▸ **Material shown**
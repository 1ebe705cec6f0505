//! Toggle and parameter state for one recompute.
//!
//! The engine never owns or increments interaction counters: the
//! calling layer resolves its UI state into explicit [`Toggle`] values
//! before each recompute. [`Toggle::from_clicks`] keeps the odd-parity
//! convention available to callers that still hold raw click counters.
//!
//! Parameter records carry the documented defaults; validation happens
//! in the indicator functions that consume them.

use serde::{Deserialize, Serialize};

/// Whether one indicator participates in the current recompute.
#[derive(Debug, Clone, Copy, PartialEq, Eq, Default, Serialize, Deserialize)]
#[serde(rename_all = "lowercase")]
pub enum Toggle {
    Enabled,
    #[default]
    Disabled,
}

impl Toggle {
    pub fn is_enabled(self) -> bool {
        matches!(self, Toggle::Enabled)
    }

    /// Resolve a raw click counter: an odd count enables, an absent or
    /// even count disables.
    pub fn from_clicks(clicks: Option<u64>) -> Self {
        match clicks {
            Some(c) if c % 2 == 1 => Toggle::Enabled,
            _ => Toggle::Disabled,
        }
    }
}

/// Toggle set for everything the chart can show.
#[derive(Debug, Clone, Copy, PartialEq, Eq, Default, Serialize, Deserialize)]
pub struct ChartToggles {
    pub ema: Toggle,
    pub ma: Toggle,
    pub bb: Toggle,
    pub rsi: Toggle,
    pub macd: Toggle,
    /// Buy/sell marker display; only effective when BB and RSI are
    /// both enabled too.
    pub signals: Toggle,
}

#[derive(Debug, Clone, PartialEq, Serialize, Deserialize)]
#[serde(default)]
pub struct EmaSettings {
    pub period: usize,
    pub color: String,
}

impl Default for EmaSettings {
    fn default() -> Self {
        Self {
            period: 20,
            color: "#FF5733".into(),
        }
    }
}

#[derive(Debug, Clone, PartialEq, Serialize, Deserialize)]
#[serde(default)]
pub struct MaSettings {
    pub period: usize,
    pub color: String,
}

impl Default for MaSettings {
    fn default() -> Self {
        Self {
            period: 20,
            color: "#FFA500".into(),
        }
    }
}

#[derive(Debug, Clone, PartialEq, Serialize, Deserialize)]
#[serde(default)]
pub struct BbSettings {
    pub period: usize,
    pub multiplier: f64,
    pub color: String,
}

impl Default for BbSettings {
    fn default() -> Self {
        Self {
            period: 20,
            multiplier: 2.0,
            color: "#1E90FF".into(),
        }
    }
}

#[derive(Debug, Clone, PartialEq, Serialize, Deserialize)]
#[serde(default)]
pub struct RsiSettings {
    pub period: usize,
    pub ma_period: usize,
    pub color: String,
}

impl Default for RsiSettings {
    fn default() -> Self {
        Self {
            period: 14,
            ma_period: 5,
            color: "#33FF57".into(),
        }
    }
}

#[derive(Debug, Clone, PartialEq, Serialize, Deserialize)]
#[serde(default)]
pub struct MacdSettings {
    pub fast: usize,
    pub slow: usize,
    pub signal: usize,
    pub color: String,
}

impl Default for MacdSettings {
    fn default() -> Self {
        Self {
            fast: 12,
            slow: 26,
            signal: 9,
            color: "#33FF57".into(),
        }
    }
}

/// Per-indicator parameter records for one recompute.
#[derive(Debug, Clone, PartialEq, Default, Serialize, Deserialize)]
#[serde(default)]
pub struct IndicatorSettings {
    pub ema: EmaSettings,
    pub ma: MaSettings,
    pub bb: BbSettings,
    pub rsi: RsiSettings,
    pub macd: MacdSettings,
}
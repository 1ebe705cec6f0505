//! # candleview
//!
//! Candlestick chart composition engine for daily OHLCV data.
//!
//! Turns a price series plus a set of indicator toggles into a
//! complete, serializable chart description: a candlestick panel with
//! optional EMA/SMA/Bollinger overlays, RSI and MACD oscillator panels
//! allocated into a variable-height grid, and rule-based buy/sell
//! markers. The rendering layer (native, browser, or terminal) only
//! has to draw what the model says.
//!
//! ## Features
//! - Pure, stateless recompute: identical inputs give identical output
//! - Explicit `Option<f64>` warm-up handling, no NaN sentinels
//! - Compiles to native and WASM
//!
//! ## Example
//! ```
//! use candleview::{allocate_panels, sma, rsi};
//!
//! let closes = vec![44.0, 44.5, 45.0, 44.5, 45.5, 46.0, 45.5, 46.5];
//!
//! let ma = sma(&closes, 3).unwrap();
//! assert_eq!(ma[0], None); // warm-up
//! assert_eq!(ma[2], Some(44.5));
//!
//! let rsi_output = rsi(&closes, 3, 2).unwrap();
//! assert!(rsi_output.rsi[4].is_some());
//!
//! let layout = allocate_panels(true, false);
//! assert_eq!(layout.heights(), vec![0.7, 0.3]);
//! ```

pub mod chart;
pub mod common;
pub mod engine;
pub mod error;
pub mod layout;
pub mod momentum;
pub mod moving_averages;
pub mod oscillators;
pub mod provider;
pub mod series;
pub mod signal;
pub mod toggle;
pub mod volatility;

// Re-export the engine surface at the crate root
pub use chart::{ChartModel, IndicatorSet, Panel, Trace};
pub use engine::{build_chart, build_chart_from_series, ChartRequest};
pub use error::ChartError;
pub use layout::{allocate_panels, PanelGroup, PanelLayout};
pub use momentum::{macd, MacdOutput};
pub use moving_averages::{ema, sma, sma_of};
pub use oscillators::{rsi, RsiOutput, OVERBOUGHT, OVERSOLD};
pub use provider::{CsvProvider, DataProvider, ProviderError};
pub use series::{Bar, DerivedSeries, PriceSeries, SeriesError};
pub use signal::{generate_signals, SignalEvent, SignalKind};
pub use toggle::{ChartToggles, IndicatorSettings, Toggle};
pub use volatility::{bollinger_bands, rolling_std, BollingerBands};

#[cfg(feature = "wasm")]
use wasm_bindgen::prelude::*;

/// WASM bindings for browser/Node.js use.
///
/// Bars come in as a JSON array of `{date, open, high, low, close,
/// volume}` records; toggles and settings as the serde forms of
/// [`ChartToggles`] and [`IndicatorSettings`]. The result is the
/// ChartModel as JSON; malformed input yields an informational model
/// instead of an exception.
#[cfg(feature = "wasm")]
#[wasm_bindgen]
pub fn chart_from_bars(
    symbol: &str,
    bars_json: &str,
    toggles_json: &str,
    settings_json: &str,
) -> String {
    let model = build_model_from_json(symbol, bars_json, toggles_json, settings_json);
    serde_json::to_string(&model).unwrap_or_else(|e| format!("{{\"title\":\"{e}\"}}"))
}

#[cfg(feature = "wasm")]
fn build_model_from_json(
    symbol: &str,
    bars_json: &str,
    toggles_json: &str,
    settings_json: &str,
) -> ChartModel {
    let bars: Vec<Bar> = match serde_json::from_str(bars_json) {
        Ok(bars) => bars,
        Err(e) => return ChartModel::informational(format!("malformed bars: {e}")),
    };
    let toggles: ChartToggles = match serde_json::from_str(toggles_json) {
        Ok(t) => t,
        Err(e) => return ChartModel::informational(format!("malformed toggles: {e}")),
    };
    let settings: IndicatorSettings = match serde_json::from_str(settings_json) {
        Ok(s) => s,
        Err(e) => return ChartModel::informational(format!("malformed settings: {e}")),
    };
    let series = match PriceSeries::from_bars(bars) {
        Ok(s) => s,
        Err(e) => return ChartModel::informational(e.to_string()),
    };
    build_chart_from_series(symbol, &series, &toggles, &settings)
}
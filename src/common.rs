//! Shared rolling-window helpers.
//!
//! All derived-series math in this crate works over `Option<f64>`
//! points: `None` marks the warm-up prefix where an indicator has not
//! yet seen a full window. Undefined points never participate in a
//! window; a window touching one stays undefined.

/// Initialize a result vector with undefined values
#[inline]
pub fn undefined_vec(len: usize) -> Vec<Option<f64>> {
    vec![None; len]
}

/// Check if we have enough data for the given period
#[inline]
pub fn has_enough_data(len: usize, period: usize) -> bool {
    len >= period && period > 0
}

/// Calculate the mean of a slice
#[inline]
pub fn mean(values: &[f64]) -> f64 {
    if values.is_empty() {
        return f64::NAN;
    }
    values.iter().sum::<f64>() / values.len() as f64
}

/// Sample standard deviation (ddof = 1).
///
/// Windows shorter than two points have no sample deviation and
/// return `None`.
pub fn sample_std(values: &[f64]) -> Option<f64> {
    let n = values.len();
    if n < 2 {
        return None;
    }
    let m = mean(values);
    let variance = values.iter().map(|x| (x - m).powi(2)).sum::<f64>() / (n - 1) as f64;
    Some(variance.sqrt())
}

/// Compute a rolling window operation over optional points.
///
/// Returns a vector of the same length. The first `period - 1` slots
/// and any window containing an undefined point yield `None`.
pub fn rolling<F>(values: &[Option<f64>], period: usize, f: F) -> Vec<Option<f64>>
where
    F: Fn(&[f64]) -> Option<f64>,
{
    let n = values.len();
    let mut result = undefined_vec(n);
    if !has_enough_data(n, period) {
        return result;
    }

    let mut window = Vec::with_capacity(period);
    for i in (period - 1)..n {
        window.clear();
        for v in &values[(i + 1 - period)..=i] {
            match v {
                Some(x) => window.push(*x),
                None => {
                    window.clear();
                    break;
                }
            }
        }
        if window.len() == period {
            result[i] = f(&window);
        }
    }
    result
}

/// Per-bar deltas. Index 0 is undefined (no previous value).
pub fn diff(values: &[f64]) -> Vec<Option<f64>> {
    let mut result = undefined_vec(values.len());
    for i in 1..values.len() {
        result[i] = Some(values[i] - values[i - 1]);
    }
    result
}

/// Separate deltas into gains and absolute losses, keeping undefined
/// points undefined on both sides.
pub fn gains_losses(changes: &[Option<f64>]) -> (Vec<Option<f64>>, Vec<Option<f64>>) {
    let gains = changes
        .iter()
        .map(|c| c.map(|c| if c > 0.0 { c } else { 0.0 }))
        .collect();
    let losses = changes
        .iter()
        .map(|c| c.map(|c| if c < 0.0 { -c } else { 0.0 }))
        .collect();
    (gains, losses)
}
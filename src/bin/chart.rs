//! CLI tool for building a chart model from local CSV data.
//! Usage: chart <data_dir> <symbol> <start> <end> [--ema] [--ma] [--bb] [--rsi] [--macd] [--signals]
//! Output: ChartModel JSON on stdout.

use candleview::{build_chart, ChartRequest, ChartToggles, CsvProvider, IndicatorSettings, Toggle};

fn main() {
    tracing_subscriber::fmt::init();

    let args: Vec<String> = std::env::args().collect();
    if args.len() < 5 {
        eprintln!("Usage: chart <data_dir> <symbol> <start> <end> [toggles...]");
        eprintln!("Toggles: --ema --ma --bb --rsi --macd --signals");
        eprintln!("Data: <data_dir>/{{SYMBOL}}.csv with date,open,high,low,close,volume");
        std::process::exit(1);
    }

    let provider = CsvProvider::new(&args[1]);
    let request = ChartRequest {
        symbol: args[2].clone(),
        start_date: args[3].clone(),
        end_date: args[4].clone(),
    };

    let mut toggles = ChartToggles::default();
    for flag in &args[5..] {
        match flag.as_str() {
            "--ema" => toggles.ema = Toggle::Enabled,
            "--ma" => toggles.ma = Toggle::Enabled,
            "--bb" => toggles.bb = Toggle::Enabled,
            "--rsi" => toggles.rsi = Toggle::Enabled,
            "--macd" => toggles.macd = Toggle::Enabled,
            "--signals" => toggles.signals = Toggle::Enabled,
            _ => {
                eprintln!("Unknown toggle: {flag}");
                std::process::exit(1);
            }
        }
    }

    let model = build_chart(&provider, &request, &toggles, &IndicatorSettings::default());
    let output = serde_json::to_string_pretty(&model).expect("Failed to serialize");
    println!("{output}");
}
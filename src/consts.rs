/// Maximum valid Gregorian year (inclusive)
pub const MAX_YEAR: i32 = 9999;

/// Hebrew year holding January 1, year 1. Supported from 18 Tevet on.
pub const MIN_HEBREW_YEAR: i32 = 3761;
/// Hebrew year holding December 31, 9999. Supported through 28 Cheshvan.
pub const MAX_HEBREW_YEAR: i32 = 13_760;

/// First day of month, used for lower bounds
pub const MIN_DAY: u8 = 1;

/// Absolute day of the Sunday before 1 Tishrei, Hebrew year 1.
/// Absolute day 1 is January 1, year 1 (proleptic Gregorian).
pub const HEBREW_EPOCH: i32 = -1_373_429;

/// Month number for January
pub const JANUARY: u8 = 1;
/// Month number for February
pub const FEBRUARY: u8 = 2;
/// Month number for December
pub const DECEMBER: u8 = 12;

/// Days in February for leap years
pub const FEBRUARY_DAYS_LEAP: u8 = 29;

/// Maximum days in each Gregorian month (index 0 is unused, months are 1-indexed)
/// February shows 28 days (non-leap year default)
pub const DAYS_IN_MONTH: [u8; 13] = [
    0,  // index 0 unused (months are 1-indexed)
    31, // January
    28, // February (non-leap, adjusted by is_leap_year check)
    31, // March
    30, // April
    31, // May
    30, // June
    31, // July
    31, // August
    30, // September
    31, // October
    30, // November
    31, // December
];

/// Leap year occurs every 4 years
pub(crate) const LEAP_YEAR_CYCLE: i32 = 4;
/// Century years are not leap years unless...
pub(crate) const CENTURY_CYCLE: i32 = 100;
/// ...they are divisible by 400 (Gregorian calendar correction)
pub(crate) const GREGORIAN_CYCLE: i32 = 400;

// Hebrew months, numbered from Nisan. The civil year starts at Tishrei.
pub const NISAN: u8 = 1;
pub const IYAR: u8 = 2;
pub const SIVAN: u8 = 3;
pub const TAMMUZ: u8 = 4;
pub const AV: u8 = 5;
pub const ELUL: u8 = 6;
pub const TISHREI: u8 = 7;
pub const CHESHVAN: u8 = 8;
pub const KISLEV: u8 = 9;
pub const TEVET: u8 = 10;
pub const SHEVAT: u8 = 11;
/// Adar in a common year, Adar I in a leap year
pub const ADAR: u8 = 12;
/// Only present in leap years
pub const ADAR_II: u8 = 13;

/// Hebrew month names, index 0 unused
pub const HEBREW_MONTH_NAMES: [&str; 14] = [
    "", "Nisan", "Iyar", "Sivan", "Tammuz", "Av", "Elul", "Tishrei", "Cheshvan", "Kislev", "Tevet",
    "Shevat", "Adar", "Adar II",
];

/// Years in the Metonic cycle
pub(crate) const METONIC_YEARS: i32 = 19;
/// Lunar months in one Metonic cycle
pub(crate) const METONIC_MONTHS: i32 = 235;
/// Leap years per Metonic cycle
pub(crate) const METONIC_LEAP_YEARS: i32 = 7;

/// Halakhic parts ("halakim") per hour
pub(crate) const PARTS_PER_HOUR: i32 = 1080;
/// Noon, in parts past the start of the day (18h counted from 6pm)
pub(crate) const NOON_PARTS: i32 = 18 * PARTS_PER_HOUR;
/// 9h 204p: Tuesday threshold in a common year
pub(crate) const TUESDAY_PARTS: i32 = 9 * PARTS_PER_HOUR + 204;
/// 15h 589p: Monday threshold after a leap year
pub(crate) const MONDAY_PARTS: i32 = 15 * PARTS_PER_HOUR + 589;

/// Angle of the sun from the zenith at sunrise/sunset, in degrees.
/// Includes refraction and the solar radius.
pub const HORIZON_ANGLE: f64 = 90.833;

/// Minutes in a day
pub const MINUTES_PER_DAY: f64 = 1440.0;
/// Solar noon at the prime meridian, in minutes past midnight UTC
pub(crate) const SOLAR_NOON_MINUTES: f64 = 720.0;
/// The sun moves one degree of longitude every four minutes
pub(crate) const MINUTES_PER_DEGREE: f64 = 4.0;

/// Separator used by the Hebrew date text form, `day / month / year`
pub const HEBREW_DATE_SEPARATOR: char = '/';
/// Date component separator (ISO 8601 format)
pub const DATE_SEPARATOR: char = '-';
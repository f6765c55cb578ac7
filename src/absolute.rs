//! The shared day axis both calendars convert through.

use crate::prelude::*;
use serde::{Deserialize, Serialize};
use std::ops::{Add, Sub};

/// Days elapsed since Sunday, December 31, 1 BC (proleptic Gregorian).
///
/// January 1, year 1 is day 1. There is no year 0, so the day before is 0
/// and the Hebrew epoch lies far in the negatives.
#[derive(
    Debug, Clone, Copy, PartialEq, Eq, PartialOrd, Ord, Hash, Display, From, Into, Serialize, Deserialize,
)]
#[serde(transparent)]
pub struct AbsoluteDay(i32);

impl AbsoluteDay {
    /// January 1, year 1
    pub const EPOCH: Self = Self(1);
    /// December 31, 9999, the last supported day
    pub const MAX: Self = Self(3_652_059);

    pub const fn new(value: i32) -> Self {
        Self(value)
    }

    /// Returns the day number as i32
    #[inline]
    pub const fn get(self) -> i32 {
        self.0
    }

    /// Whether both calendars can represent this day.
    pub const fn is_supported(self) -> bool {
        self.0 >= Self::EPOCH.0 && self.0 <= Self::MAX.0
    }

    pub const fn weekday(self) -> Weekday {
        match self.0.rem_euclid(7) {
            0 => Weekday::Sunday,
            1 => Weekday::Monday,
            2 => Weekday::Tuesday,
            3 => Weekday::Wednesday,
            4 => Weekday::Thursday,
            5 => Weekday::Friday,
            _ => Weekday::Saturday,
        }
    }
}

impl Add<i32> for AbsoluteDay {
    type Output = Self;

    fn add(self, rhs: i32) -> Self::Output {
        Self(self.0 + rhs)
    }
}

impl Sub<i32> for AbsoluteDay {
    type Output = Self;

    fn sub(self, rhs: i32) -> Self::Output {
        Self(self.0 - rhs)
    }
}

impl Sub for AbsoluteDay {
    type Output = i32;

    fn sub(self, rhs: Self) -> Self::Output {
        self.0 - rhs.0
    }
}

/// Day of the week, Sunday first as in the Hebrew week
#[derive(Debug, Clone, Copy, PartialEq, Eq, PartialOrd, Ord, Hash, Display)]
pub enum Weekday {
    Sunday,
    Monday,
    Tuesday,
    Wednesday,
    Thursday,
    Friday,
    Saturday,
}
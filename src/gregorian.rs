use crate::absolute::AbsoluteDay;
use crate::consts::{
    CENTURY_CYCLE, DATE_SEPARATOR, DAYS_IN_MONTH, DECEMBER, FEBRUARY, FEBRUARY_DAYS_LEAP,
    GREGORIAN_CYCLE, JANUARY, LEAP_YEAR_CYCLE, MAX_YEAR, MIN_DAY,
};
use crate::prelude::*;
use crate::{DateError, ParseError};
use std::str::FromStr;

/// A validated date in the proleptic Gregorian calendar.
#[derive(Debug, Clone, Copy, PartialEq, Eq, PartialOrd, Ord, Hash, Display)]
#[display(fmt = "{:04}-{:02}-{:02}", year, month, day)]
pub struct GregorianDate {
    // Field order gives chronological `Ord`
    year: i32,
    month: u8,
    day: u8,
}

impl GregorianDate {
    /// Creates a date, validating the day against the month and leap year.
    ///
    /// # Errors
    /// Returns `DateError` if any component is out of range for `1..=MAX_YEAR`.
    pub fn new(year: i32, month: u8, day: u8) -> Result<Self, DateError> {
        if !(1..=MAX_YEAR).contains(&year) {
            return Err(DateError::InvalidYear(year));
        }
        if !(JANUARY..=DECEMBER).contains(&month) {
            return Err(DateError::InvalidMonth { month, year });
        }
        if !(MIN_DAY..=days_in_month(year, month)).contains(&day) {
            return Err(DateError::InvalidDay { day, month, year });
        }
        Ok(Self { year, month, day })
    }

    /// Components must already be known to be valid.
    pub(crate) const fn new_unchecked(year: i32, month: u8, day: u8) -> Self {
        Self { year, month, day }
    }

    pub const fn year(&self) -> i32 {
        self.year
    }

    pub const fn month(&self) -> u8 {
        self.month
    }

    pub const fn day(&self) -> u8 {
        self.day
    }

    /// Ordinal day within the year, January 1 is 1
    pub const fn day_of_year(&self) -> u16 {
        day_of_year(self.year, self.month, self.day)
    }

    pub const fn to_absolute(self) -> AbsoluteDay {
        AbsoluteDay::new(absolute_from_parts(self.year, self.month, self.day))
    }

    /// Inverts [`Self::to_absolute`] by forward search.
    ///
    /// `day` must satisfy [`AbsoluteDay::is_supported`].
    pub fn from_absolute(day: AbsoluteDay) -> Self {
        debug_assert!(day.is_supported(), "absolute day {day} is outside years 1-{MAX_YEAR}");
        let n = day.get();

        // A year never has more than 366 days, so this is at or below the answer.
        let mut year = n / 366;
        // Invariant: the new-year boundary strictly grows with `year`, so the
        // loop stops once it passes `n`.
        while n >= absolute_from_parts(year + 1, JANUARY, MIN_DAY) {
            year += 1;
        }

        let mut month = JANUARY;
        // Invariant: month ends grow strictly; December's end is past `n`.
        while n > absolute_from_parts(year, month, days_in_month(year, month)) {
            month += 1;
        }

        let day = n - absolute_from_parts(year, month, MIN_DAY) + 1;
        debug_assert!((1..=31).contains(&day));
        Self {
            year,
            month,
            day: day as u8,
        }
    }

    /// The date `days` later, or `None` past either end of years `1..=MAX_YEAR`.
    pub fn checked_add(self, days: i32) -> Option<Self> {
        let day = self.to_absolute().get().checked_add(days).map(AbsoluteDay::new)?;
        day.is_supported().then(|| Self::from_absolute(day))
    }

    /// Helper to parse i32 with better error messages
    fn parse_i32(s: &str) -> Result<i32, ParseError> {
        s.parse::<i32>()
            .map_err(|_| ParseError::InvalidFormat(s.to_owned()))
    }

    /// Helper to parse u8 with better error messages
    fn parse_u8(s: &str) -> Result<u8, ParseError> {
        s.parse::<u8>()
            .map_err(|_| ParseError::InvalidFormat(s.to_owned()))
    }
}

impl From<GregorianDate> for AbsoluteDay {
    fn from(date: GregorianDate) -> Self {
        date.to_absolute()
    }
}

impl From<AbsoluteDay> for GregorianDate {
    fn from(day: AbsoluteDay) -> Self {
        Self::from_absolute(day)
    }
}

impl FromStr for GregorianDate {
    type Err = ParseError;

    /// Parses ISO `YYYY-MM-DD`.
    fn from_str(s: &str) -> Result<Self, Self::Err> {
        let trimmed = s.trim();
        if trimmed.is_empty() {
            return Err(ParseError::EmptyInput);
        }

        let parts: Vec<&str> = trimmed.split(DATE_SEPARATOR).map(str::trim).collect();
        if parts.len() != 3 {
            return Err(ParseError::InvalidFormat(format!(
                "Expected YYYY{DATE_SEPARATOR}MM{DATE_SEPARATOR}DD, found {trimmed}"
            )));
        }

        let year = Self::parse_i32(parts[0])?;
        let month = Self::parse_u8(parts[1])?;
        let day = Self::parse_u8(parts[2])?;

        Self::new(year, month, day).map_err(ParseError::from)
    }
}

impl serde::Serialize for GregorianDate {
    fn serialize<S>(&self, serializer: S) -> Result<S::Ok, S::Error>
    where
        S: serde::Serializer,
    {
        serializer.serialize_str(&self.to_string())
    }
}

impl<'de> serde::Deserialize<'de> for GregorianDate {
    fn deserialize<D>(deserializer: D) -> Result<Self, D::Error>
    where
        D: serde::Deserializer<'de>,
    {
        let s = String::deserialize(deserializer)?;
        s.parse().map_err(serde::de::Error::custom)
    }
}

// Helper functions

pub const fn is_leap_year(year: i32) -> bool {
    (year % LEAP_YEAR_CYCLE == 0 && year % CENTURY_CYCLE != 0) || (year % GREGORIAN_CYCLE == 0)
}

pub const fn days_in_month(year: i32, month: u8) -> u8 {
    debug_assert!(month != 0 && month <= DECEMBER);

    if month == FEBRUARY && is_leap_year(year) {
        FEBRUARY_DAYS_LEAP
    } else {
        DAYS_IN_MONTH[month as usize]
    }
}

/// Ordinal day within the year, January 1 is 1
pub const fn day_of_year(year: i32, month: u8, day: u8) -> u16 {
    let mut total = day as u16;
    let mut m = JANUARY;
    while m < month {
        total += days_in_month(year, m) as u16;
        m += 1;
    }
    total
}

/// Absolute day of unchecked components; the search loops probe one past
/// the last valid year or month end.
pub(crate) const fn absolute_from_parts(year: i32, month: u8, day: u8) -> i32 {
    let prior = year - 1;
    day_of_year(year, month, day) as i32
        + 365 * prior
        + prior / LEAP_YEAR_CYCLE // Julian leap days before this year...
        - prior / CENTURY_CYCLE // ...minus prior century years...
        + prior / GREGORIAN_CYCLE // ...plus prior years divisible by 400
}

▸ **Problem description**
Each line from the beginning of the listing up to the line where "pub fn is_enabled(self)" appears needs to be given again exactly; please add nothing else.

▸ **Solution below**
repository 1ebe705cec6f0505
//! Toggle and parameter state for one recompute.
//!
//! The engine never owns or increments interaction counters: the
//! calling layer resolves its UI state into explicit [`Toggle`] values
//! before each recompute. [`Toggle::from_clicks`] keeps the odd-parity
//! convention available to callers that still hold raw click counters.
//!
//! Parameter records carry the documented defaults; validation happens
//! in the indicator functions that consume them.

use serde::{Deserialize, Serialize};

/// Whether one indicator participates in the current recompute.
#[derive(Debug, Clone, Copy, PartialEq, Eq, Default, Serialize, Deserialize)]
#[serde(rename_all = "lowercase")]
pub enum Toggle {
    Enabled,
    #[default]
    Disabled,
}

impl Toggle {
    pub fn is_enabled(self) -> bool {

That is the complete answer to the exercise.